Tahun lalu, DB memperoleh laba 5,66 miliar euro (Rp 92,51 triliun), perolehan tertinggi sejak 2007. Bank juga telah membangun penyangga modal yang kuat, dengan rasio ekuitas inti (CET1) sebesar 13,4%.

Selain sangat menguntungkan, saat ini Deutsche juga memiliki rasio modal terkuat sejak akhir 1990-an, dan memiliki risiko suku bunga yang lebih rendah daripada beberapa bank regional AS.

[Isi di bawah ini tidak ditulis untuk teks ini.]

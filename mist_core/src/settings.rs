//! # Settings
//!
//! Caller-supplied knobs for exporting and reporting. Both structs are
//! serializable so a front end can persist them next to a material file.

use serde::{Deserialize, Serialize};

use crate::errors::MistResult;
use crate::material::MaterialInformation;
use crate::report::ReportSection;

/// Export options.
#[derive(Debug, Clone, Default, PartialEq, Serialize, Deserialize)]
pub struct ExportSettings {
    /// Temperature at which temperature-dependent properties are evaluated.
    /// `None` uses the material's solidus/eutectic temperature.
    #[serde(default)]
    pub reference_temperature: Option<f64>,

    /// Initial temperature for heat-source models (3DThesis `T_0`)
    #[serde(default)]
    pub initial_temperature: Option<f64>,
}

impl ExportSettings {
    /// The reference temperature to use for `material`.
    ///
    /// # Errors
    ///
    /// Without an override, fails the way
    /// [`MaterialInformation::reference_temperature`] does.
    pub fn reference_temperature_for(&self, material: &MaterialInformation) -> MistResult<f64> {
        match self.reference_temperature {
            Some(temperature) => Ok(temperature),
            None => material.reference_temperature(),
        }
    }
}

/// Report options.
#[derive(Debug, Clone, PartialEq, Serialize, Deserialize)]
pub struct ReportSettings {
    /// Sections to include; rendered in canonical order regardless of order here
    pub sections: Vec<ReportSection>,
}

impl Default for ReportSettings {
    fn default() -> Self {
        ReportSettings {
            sections: vec![ReportSection::Properties],
        }
    }
}

impl ReportSettings {
    pub fn all_sections() -> Self {
        ReportSettings {
            sections: ReportSection::ALL.to_vec(),
        }
    }
}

Dari segi likuiditas, Deutsche Bank memiliki tingkat liquidity coverage ratio (LCR) sebesar 145%. LCR sendiri memiliki batas risiko 100%, artinya saat ini tingkat likuiditas DB solid.

Deutsche Bank sejatinya tidak asing dengan masa-masa sulit. Selama bertahun-tahun setelah krisis keuangan global, bank tersebut mengalami kerugian, restrukturisasi besar-besaran, pergantian eksekutif dan denda besar, hingga akhirnya mampu melewati krisis kepercayaan investor yang akut pada tahun 2016.

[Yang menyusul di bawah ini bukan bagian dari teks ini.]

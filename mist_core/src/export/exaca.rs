//! ExaCA material file.
//!
//! ExaCA takes the freezing range and the interface response function as a
//! cubic or quadratic polynomial in undercooling, with coefficients keyed
//! `A`..`D` from highest to lowest power.

use std::collections::BTreeMap;
use std::path::Path;

use serde::Serialize;

use super::{require, resolve, ExportFormat};
use crate::errors::{MistError, MistResult};
use crate::file_io::write_atomic;
use crate::material::MaterialInformation;
use crate::schema::ThermophysicalProperty as T;

const FORMAT: ExportFormat = ExportFormat::Exaca;

/// Coefficient names, highest power first
const COEFFICIENT_NAMES: [&str; 4] = ["A", "B", "C", "D"];

#[derive(Debug, Clone, PartialEq, Serialize)]
pub struct ExacaMaterial {
    pub freezing_range: f64,
    pub function: &'static str,
    pub coefficients: BTreeMap<&'static str, f64>,
}

/// Build the ExaCA record.
///
/// # Errors
///
/// - `MissingProperty` if the IRF or a temperature is absent
/// - `WrongVariant` if the IRF is not a Laurent polynomial
/// - `InvalidPolynomialDegree` unless the IRF has exactly 4 terms with exponents
///   3..=0 (cubic) or exactly 3 terms with exponents 2..=0 (quadratic)
pub fn build(material: &MaterialInformation, reference_temperature: f64) -> MistResult<ExacaMaterial> {
    let liquidus = resolve(material, T::LiquidusTemperature, FORMAT, reference_temperature)?;
    let solidus = resolve(material, T::SolidusEutecticTemperature, FORMAT, reference_temperature)?;

    let irf = require(material, T::InterfaceResponseFunction, FORMAT)?;
    let terms = irf.coefficients()?;

    let (function, degree) = match terms.len() {
        4 => ("cubic", 3),
        3 => ("quadratic", 2),
        count => {
            return Err(MistError::invalid_polynomial(
                irf.name(),
                FORMAT.code_name(),
                format!("expected 3 or 4 terms, found {}", count),
            ))
        }
    };

    let mut coefficients = BTreeMap::new();
    for (name, exponent) in COEFFICIENT_NAMES.iter().zip((0..=degree).rev()) {
        let term = terms
            .iter()
            .find(|term| term.exponent == exponent)
            .ok_or_else(|| {
                MistError::invalid_polynomial(
                    irf.name(),
                    FORMAT.code_name(),
                    format!("{} polynomial has no term with exponent {}", function, exponent),
                )
            })?;
        coefficients.insert(*name, term.coefficient);
    }

    Ok(ExacaMaterial {
        freezing_range: liquidus - solidus,
        function,
        coefficients,
    })
}

/// Render as JSON with four-space indentation.
pub fn render(material: &MaterialInformation, reference_temperature: f64) -> MistResult<String> {
    let record = build(material, reference_temperature)?;

    let mut buffer = Vec::new();
    let formatter = serde_json::ser::PrettyFormatter::with_indent(b"    ");
    let mut serializer = serde_json::Serializer::with_formatter(&mut buffer, formatter);
    record
        .serialize(&mut serializer)
        .map_err(|e| MistError::SerializationError {
            reason: format!("Failed to serialize ExaCA material: {}", e),
        })?;

    String::from_utf8(buffer).map_err(|e| MistError::SerializationError {
        reason: format!("ExaCA output is not UTF-8: {}", e),
    })
}

/// Render and write to `path`.
pub fn write(material: &MaterialInformation, reference_temperature: f64, path: &Path) -> MistResult<()> {
    write_atomic(path, render(material, reference_temperature)?.as_bytes())
}

#[cfg(test)]
mod tests {
    use super::*;
    use crate::export::test_support::steel;
    use crate::material::MaterialBuilder;
    use crate::property::Property;

    fn with_irf(irf: Property) -> MaterialInformation {
        MaterialBuilder::new("IRF", "")
            .property(T::LiquidusTemperature, Property::scalar("liquidus_temperature", 1730.0))
            .property(T::SolidusEutecticTemperature, Property::scalar("solidus_eutectic_temperature", 1658.0))
            .property(T::InterfaceResponseFunction, irf)
            .build()
    }

    #[test]
    fn test_cubic_mapping() {
        let record = build(&steel(), 1658.0).unwrap();
        assert_eq!(record.function, "cubic");
        assert!((record.freezing_range - 72.0).abs() < 1e-9);
        assert_eq!(record.coefficients["A"], 1.0e-6);
        assert_eq!(record.coefficients["B"], 2.0e-4);
        assert_eq!(record.coefficients["C"], 3.0e-3);
        assert_eq!(record.coefficients["D"], 0.0);
    }

    #[test]
    fn test_mapping_independent_of_term_order() {
        let material = with_irf(Property::laurent(
            "interface_response_function",
            vec![(4.0, 0), (3.0, 1), (2.0, 2), (1.0, 3)],
        ));
        let record = build(&material, 1658.0).unwrap();
        let ordered: Vec<(&str, f64)> = record.coefficients.iter().map(|(k, v)| (*k, *v)).collect();
        assert_eq!(ordered, vec![("A", 1.0), ("B", 2.0), ("C", 3.0), ("D", 4.0)]);
    }

    #[test]
    fn test_quadratic_mapping() {
        let material = with_irf(Property::laurent(
            "interface_response_function",
            vec![(5.0, 2), (6.0, 1), (7.0, 0)],
        ));
        let record = build(&material, 1658.0).unwrap();
        assert_eq!(record.function, "quadratic");
        assert_eq!(record.coefficients.len(), 3);
        assert_eq!(record.coefficients["A"], 5.0);
        assert_eq!(record.coefficients["C"], 7.0);
        assert!(!record.coefficients.contains_key("D"));
    }

    #[test]
    fn test_two_terms_rejected() {
        let material = with_irf(Property::laurent("interface_response_function", vec![(1.0, 1), (2.0, 0)]));
        let err = build(&material, 1658.0).unwrap_err();
        assert_eq!(err.error_code(), "INVALID_POLYNOMIAL_DEGREE");
    }

    #[test]
    fn test_gap_in_exponents_rejected() {
        let material = with_irf(Property::laurent(
            "interface_response_function",
            vec![(1.0, 4), (2.0, 2), (3.0, 1), (4.0, 0)],
        ));
        let err = build(&material, 1658.0).unwrap_err();
        assert!(matches!(err, MistError::InvalidPolynomialDegree { ref reason, .. } if reason.contains("exponent 3")));
    }

    #[test]
    fn test_scalar_irf_rejected() {
        let material = with_irf(Property::scalar("interface_response_function", 1.0));
        let err = build(&material, 1658.0).unwrap_err();
        assert_eq!(err.error_code(), "WRONG_VARIANT");
    }

    #[test]
    fn test_render_json() {
        let json = render(&steel(), 1658.0).unwrap();
        assert!(json.contains("\n    \"freezing_range\": 72.0,"));
        assert!(json.contains("\"function\": \"cubic\""));
        assert!(json.contains("\n        \"A\": "));

        let parsed: serde_json::Value = serde_json::from_str(&json).unwrap();
        assert_eq!(parsed["coefficients"]["D"], 0.0);
    }
}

Pemerintah Jerman bahkan terbuka akan potensi merger gaya UBS-Credit Suisse yang mana Deutsche akan disandingkan dengan pesaing domestik Commerzbank AG.

Meski demikian, Deutsche Bank jauh lebih kuat daripada Credit Suisse, bahkan ketika kepercayaan menguap.

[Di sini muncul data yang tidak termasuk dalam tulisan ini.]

pub mod loopdev;
pub mod mount;
pub mod rootfs;

pub use loopdev::LoopMount;
pub use mount::{bind_dir, bind_file, detach, mount, mount_dir, remount, snapshot};
pub use rootfs::{resolve_bind_dest, RootFs};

Sejak 2018, Deutsche Bank dipimpin oleh CEO Christian Sewing, seorang pria dengan latar belakang mendalam di bidang audit, pengendalian risiko, dan perbankan ritel. Di bawah kendalinya, bank tersebut berhasil disulap menjadi lebih menguntungkan.

Jadi sebenarnya yang membuat saham DB jatuh kemarin murni digerakkan oleh persepsi investor terhadap kondisi perbankan global saat ini.

Investor gelisah tentang kesehatan sektor perbankan setelah kegagalan mendadak Silicon Valley Bank (SVB), Silvergate Capital Corp. dan Signature Bank di AS, dan pengambilalihan darurat Credit Suisse Group AG Swiss oleh saingan domestik UBS Group AG.

Rentetan krisis tersebut akhirnya menyoroti betapa rentannya bank terhadap perubahan kepercayaan yang tiba-tiba, di era perbankan online dan media sosial yang hiperaktif, dan bagaimana beberapa pemberi pinjaman tidak siap menghadapi kenaikan suku bunga yang cepat.

Selain itu, pengambilalihan Credit Suisse menyebabkan penghapusan kontroversial sekitar US$ 17 miliar (Rp 255 triliun) utang berisiko yang dikenal sebagai Obligasi Tier 1 Tambahan (AT1). Hal tersebut berpotensi mendorong biaya pendanaan untuk bank-bank di seluruh Eropa.

Lantas apakah perbankan Indonesia masih kuat di tengah rentetan kejatuhan bank di AS hingga Eropa? (halaman selanjutnya)

Perbankan Indonesia masih kuat saat ini meskipun bank di Amerika Serikat dan Eropa sedang kalut karena likuiditas.

Menurut statistik perbankan OJK, rasio Capital Adequacy Ratio (CAR) bank umum Indonesia sebesar 25,62% per Desember 2022. Rasio ini untuk mengukur kecukupan modal untuk menampung risiko yang kemungkinan dihadapai bank. Rasio ini juga jauh di atas ambang batas aman yakni 8%.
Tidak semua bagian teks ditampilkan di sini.